La jornada electoral en Veracruz, segundo acercamiento

5 junio 2017 | 22:25 hrs | Javier Roldán Dávila

Al gobernante le importa la lógica del votante, no la de los analistas

Ya con el 99.9902% de las actas computadas en el PREP (10,218 de 10,219), podemos decir sin margen de error: Yunes Linares consolidó su posición política de cara a la sucesión en la gubernatura del próximo año, en Veracruz, quien sea el candidato yunista, será el rival a vencer.

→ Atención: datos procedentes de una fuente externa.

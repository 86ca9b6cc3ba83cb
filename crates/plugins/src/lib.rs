//! Third-party extension without core modification.
//!
//! A plugin bundles zero-or-more providers (registered into the
//! [`DetectionRegistry`] under the plugin's ownership tag) and zero-or-more
//! callbacks for four lifecycle hook points. Ownership tagging is what makes
//! selective removal possible: unregistering a plugin strips exactly its
//! providers and hooks, leaving other plugins' registrations untouched.
//!
//! Hook invocation isolates each callback with its own failure boundary: one
//! hook failing is reported through tracing and does not prevent subsequent
//! hooks from running, nor does it abort the operation that triggered them.

use monoenv_core::{DetectionOutcome, Error, Result, Workspace};
use monoenv_providers::MonorepoProvider;
use monoenv_resolver::DetectionRegistry;
use std::collections::HashMap;
use std::path::PathBuf;
use std::sync::Arc;

/// Lifecycle points a plugin can hook into.
#[derive(Debug, Clone, Copy, PartialEq, Eq, Hash)]
pub enum HookPoint {
    /// Before a detection walk starts.
    BeforeDetection,
    /// After a detection walk finishes (match or not).
    AfterDetection,
    /// Before the workspace manager switches workspaces.
    BeforeWorkspaceSwitch,
    /// After the workspace manager switched workspaces.
    AfterWorkspaceSwitch,
}

/// Context handed to every hook invocation.
#[derive(Debug, Clone, Default)]
pub struct HookContext {
    /// Path being detected, for detection hooks.
    pub path: Option<PathBuf>,
    /// Detection result, for [`HookPoint::AfterDetection`].
    pub outcome: Option<DetectionOutcome>,
    /// Workspace being left, for switch hooks.
    pub previous: Option<Workspace>,
    /// Workspace being entered, for switch hooks.
    pub current: Option<Workspace>,
}

impl HookContext {
    /// Context for a detection that is about to run.
    #[must_use]
    pub fn for_detection(path: PathBuf) -> Self {
        Self {
            path: Some(path),
            ..Self::default()
        }
    }

    /// Context for a finished detection.
    #[must_use]
    pub fn for_detection_result(path: PathBuf, outcome: Option<DetectionOutcome>) -> Self {
        Self {
            path: Some(path),
            outcome,
            ..Self::default()
        }
    }

    /// Context for a workspace switch.
    #[must_use]
    pub fn for_switch(previous: Option<Workspace>, current: Option<Workspace>) -> Self {
        Self {
            previous,
            current,
            ..Self::default()
        }
    }
}

/// A hook callback. Failures are reported, never propagated.
pub type HookFn =
    Arc<dyn Fn(&HookContext) -> std::result::Result<(), Box<dyn std::error::Error>> + Send + Sync>;

struct HookEntry {
    owner: Option<String>,
    hook: HookFn,
}

/// A plugin declaration: a unique name plus provider and hook bundles.
pub struct PluginConfig {
    /// Unique plugin name; also the ownership tag for its registrations.
    pub name: String,
    /// Providers contributed by this plugin.
    pub providers: Vec<Arc<dyn MonorepoProvider>>,
    /// Hook callbacks contributed by this plugin.
    pub hooks: Vec<(HookPoint, HookFn)>,
}

impl PluginConfig {
    /// An empty plugin with the given name.
    #[must_use]
    pub fn new(name: impl Into<String>) -> Self {
        Self {
            name: name.into(),
            providers: Vec::new(),
            hooks: Vec::new(),
        }
    }
}

/// Registry of plugins and their lifecycle hooks.
#[derive(Default)]
pub struct PluginSystem {
    plugins: Vec<String>,
    hooks: HashMap<HookPoint, Vec<HookEntry>>,
}

impl PluginSystem {
    /// Creates an empty plugin system.
    #[must_use]
    pub fn new() -> Self {
        Self::default()
    }

    /// Registers a plugin: its providers enter `registry` under the plugin's
    /// ownership tag, its hooks join the hook table.
    ///
    /// Registration is atomic with respect to providers: when one of them
    /// fails the provider contract, the ones already registered are removed
    /// again before the error is returned.
    ///
    /// # Errors
    ///
    /// Returns [`Error::PluginConflict`] for a duplicate plugin name,
    /// [`Error::ProviderContract`] for a nameless plugin, and whatever
    /// [`DetectionRegistry::register_owned`] reports for broken providers.
    pub fn register_plugin(
        &mut self,
        registry: &mut DetectionRegistry,
        config: PluginConfig,
    ) -> Result<()> {
        if config.name.trim().is_empty() {
            return Err(Error::ProviderContract {
                name: config.name,
                message: "plugin name must not be empty".to_string(),
            });
        }
        if self.plugins.contains(&config.name) {
            return Err(Error::PluginConflict { name: config.name });
        }

        for provider in &config.providers {
            if let Err(error) = registry.register_owned(Arc::clone(provider), &config.name) {
                registry.unregister_owner(&config.name);
                return Err(error);
            }
        }

        for (point, hook) in config.hooks {
            self.register_hook(point, hook, Some(&config.name));
        }

        tracing::debug!(plugin = %config.name, "plugin registered");
        self.plugins.push(config.name);
        Ok(())
    }

    /// Removes a plugin, its providers, and its hooks; returns whether the
    /// plugin existed. Other plugins' registrations are unaffected.
    pub fn unregister_plugin(&mut self, registry: &mut DetectionRegistry, name: &str) -> bool {
        let Some(position) = self.plugins.iter().position(|p| p == name) else {
            return false;
        };
        self.plugins.remove(position);

        let removed_providers = registry.unregister_owner(name);
        for entries in self.hooks.values_mut() {
            entries.retain(|entry| entry.owner.as_deref() != Some(name));
        }

        tracing::debug!(
            plugin = name,
            providers = removed_providers.len(),
            "plugin unregistered"
        );
        true
    }

    /// Registers a standalone hook, optionally under an ownership tag.
    pub fn register_hook(&mut self, point: HookPoint, hook: HookFn, owner: Option<&str>) {
        self.hooks.entry(point).or_default().push(HookEntry {
            owner: owner.map(ToString::to_string),
            hook,
        });
    }

    /// Invokes every hook registered at `point`; returns how many ran.
    ///
    /// Each callback runs inside its own failure boundary: an error is logged
    /// and the remaining hooks still run.
    pub fn call_hooks(&self, point: HookPoint, context: &HookContext) -> usize {
        let Some(entries) = self.hooks.get(&point) else {
            return 0;
        };
        for entry in entries {
            if let Err(error) = (entry.hook)(context) {
                tracing::warn!(
                    ?point,
                    owner = entry.owner.as_deref().unwrap_or("<standalone>"),
                    %error,
                    "plugin hook failed; continuing with remaining hooks"
                );
            }
        }
        entries.len()
    }

    /// Number of hooks registered at `point`.
    #[must_use]
    pub fn hook_count(&self, point: HookPoint) -> usize {
        self.hooks.get(&point).map_or(0, Vec::len)
    }

    /// Names of registered plugins, in registration order.
    #[must_use]
    pub fn plugin_names(&self) -> &[String] {
        &self.plugins
    }
}

#[cfg(test)]
mod tests {
    use super::*;
    use monoenv_cache::CacheConfig;
    use monoenv_core::Detection;
    use std::path::Path;
    use std::sync::Mutex;
    use std::sync::atomic::{AtomicUsize, Ordering};

    struct StubProvider(&'static str);

    impl MonorepoProvider for StubProvider {
        fn name(&self) -> &str {
            self.0
        }

        fn priority(&self) -> u32 {
            8
        }

        fn detect(&self, _dir: &Path) -> Detection {
            Detection::not_found()
        }

        fn workspace_patterns(&self) -> Vec<String> {
            Vec::new()
        }
    }

    fn registry() -> DetectionRegistry {
        DetectionRegistry::new(CacheConfig::default())
    }

    #[test]
    fn register_plugin_adds_providers_and_hooks() {
        let mut registry = registry();
        let mut plugins = PluginSystem::new();

        let mut config = PluginConfig::new("extras");
        config.providers.push(Arc::new(StubProvider("bazel")));
        config
            .hooks
            .push((HookPoint::AfterDetection, Arc::new(|_| Ok(()))));

        plugins.register_plugin(&mut registry, config).unwrap();

        assert_eq!(registry.provider_names(), vec!["bazel"]);
        assert_eq!(plugins.hook_count(HookPoint::AfterDetection), 1);
        assert_eq!(plugins.plugin_names(), ["extras"]);
    }

    #[test]
    fn duplicate_plugin_name_is_rejected() {
        let mut registry = registry();
        let mut plugins = PluginSystem::new();

        plugins
            .register_plugin(&mut registry, PluginConfig::new("extras"))
            .unwrap();
        let result = plugins.register_plugin(&mut registry, PluginConfig::new("extras"));

        assert!(matches!(result, Err(Error::PluginConflict { .. })));
    }

    #[test]
    fn failed_provider_registration_rolls_back() {
        let mut registry = registry();
        registry
            .register_provider(Arc::new(StubProvider("taken")))
            .unwrap();

        let mut plugins = PluginSystem::new();
        let mut config = PluginConfig::new("extras");
        config.providers.push(Arc::new(StubProvider("fresh")));
        config.providers.push(Arc::new(StubProvider("taken")));

        let result = plugins.register_plugin(&mut registry, config);
        assert!(matches!(result, Err(Error::DuplicateProvider { .. })));

        // The plugin's successfully registered provider was removed again.
        assert_eq!(registry.provider_names(), vec!["taken"]);
        assert!(plugins.plugin_names().is_empty());
    }

    #[test]
    fn unregister_plugin_leaves_siblings_intact() {
        let mut registry = registry();
        let mut plugins = PluginSystem::new();

        let mut first = PluginConfig::new("first");
        first.providers.push(Arc::new(StubProvider("alpha")));
        first
            .hooks
            .push((HookPoint::BeforeDetection, Arc::new(|_| Ok(()))));
        plugins.register_plugin(&mut registry, first).unwrap();

        let mut second = PluginConfig::new("second");
        second.providers.push(Arc::new(StubProvider("beta")));
        second
            .hooks
            .push((HookPoint::BeforeDetection, Arc::new(|_| Ok(()))));
        plugins.register_plugin(&mut registry, second).unwrap();

        assert!(plugins.unregister_plugin(&mut registry, "first"));

        assert_eq!(registry.provider_names(), vec!["beta"]);
        assert_eq!(plugins.hook_count(HookPoint::BeforeDetection), 1);
        assert_eq!(plugins.plugin_names(), ["second"]);
        assert!(!plugins.unregister_plugin(&mut registry, "first"));
    }

    #[test]
    fn failing_hook_does_not_stop_siblings() {
        let mut plugins = PluginSystem::new();
        let calls = Arc::new(AtomicUsize::new(0));

        plugins.register_hook(
            HookPoint::AfterDetection,
            Arc::new(|_| Err("boom".into())),
            None,
        );
        let counter = Arc::clone(&calls);
        plugins.register_hook(
            HookPoint::AfterDetection,
            Arc::new(move |_| {
                counter.fetch_add(1, Ordering::SeqCst);
                Ok(())
            }),
            None,
        );

        let ran = plugins.call_hooks(HookPoint::AfterDetection, &HookContext::default());

        assert_eq!(ran, 2);
        assert_eq!(calls.load(Ordering::SeqCst), 1);
    }

    #[test]
    fn hooks_receive_the_context() {
        let mut plugins = PluginSystem::new();
        let seen = Arc::new(Mutex::new(None));

        let sink = Arc::clone(&seen);
        plugins.register_hook(
            HookPoint::BeforeDetection,
            Arc::new(move |context| {
                *sink.lock().unwrap() = context.path.clone();
                Ok(())
            }),
            None,
        );

        plugins.call_hooks(
            HookPoint::BeforeDetection,
            &HookContext::for_detection(PathBuf::from("/repo/apps/web")),
        );

        assert_eq!(
            seen.lock().unwrap().as_deref(),
            Some(Path::new("/repo/apps/web"))
        );
    }

    #[test]
    fn empty_plugin_name_violates_contract() {
        let mut registry = registry();
        let mut plugins = PluginSystem::new();

        let result = plugins.register_plugin(&mut registry, PluginConfig::new("  "));
        assert!(matches!(result, Err(Error::ProviderContract { .. })));
    }

    #[test]
    fn calling_hooks_with_no_registrations_is_a_no_op() {
        let plugins = PluginSystem::new();
        assert_eq!(
            plugins.call_hooks(HookPoint::AfterWorkspaceSwitch, &HookContext::default()),
            0
        );
    }
}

Hasta el momento, la colación PAN-PRD aventaja en 113 municipios de 212, ganó en poco más de la mitad de las cabeceras distritales (16 de 30), además de superar el millón de votos (780,906 del albiazul más 269,307 del sol azteca, para un total de 1, 050,213), contra 708,590 del PRI-Verde (518,283 y 190,934 respectivamente) y 556, 870 de Morena, que padeció un retroceso significativo respecto de lo que logró en 2016.

Ayer decíamos que la competencia real para el 2018 sería entre el PAN y Morena y aunque pareciera que el partido de López Obrador se fue al tercer lugar, en realidad tiene mejores expectativas de crecimiento que el tricolor, que depende de su alianza con el PVEM.

Más de un columnista avizoraba ‘el final de la administración yunista’, en virtud de que le auguraban un voto de castigo masivo, pero no, la percepción ciudadana sigue atribuyendo al duartismo la situación de calamidad que vivimos, el bono democrático del gobernador aún tiene saldo.

Tres serán los contendientes serios para buscar la gubernatura en 2018 (se antoja difícil que un independiente se cuele): el propuesto por el PAN con o sin alianza con el PRD (huele a Yunes), el que indique el dedito de AMLO y el que resulte triunfador en la interna del tricolor que todo indica, será un Yunes vinculado al candidato presidencial del peñismo.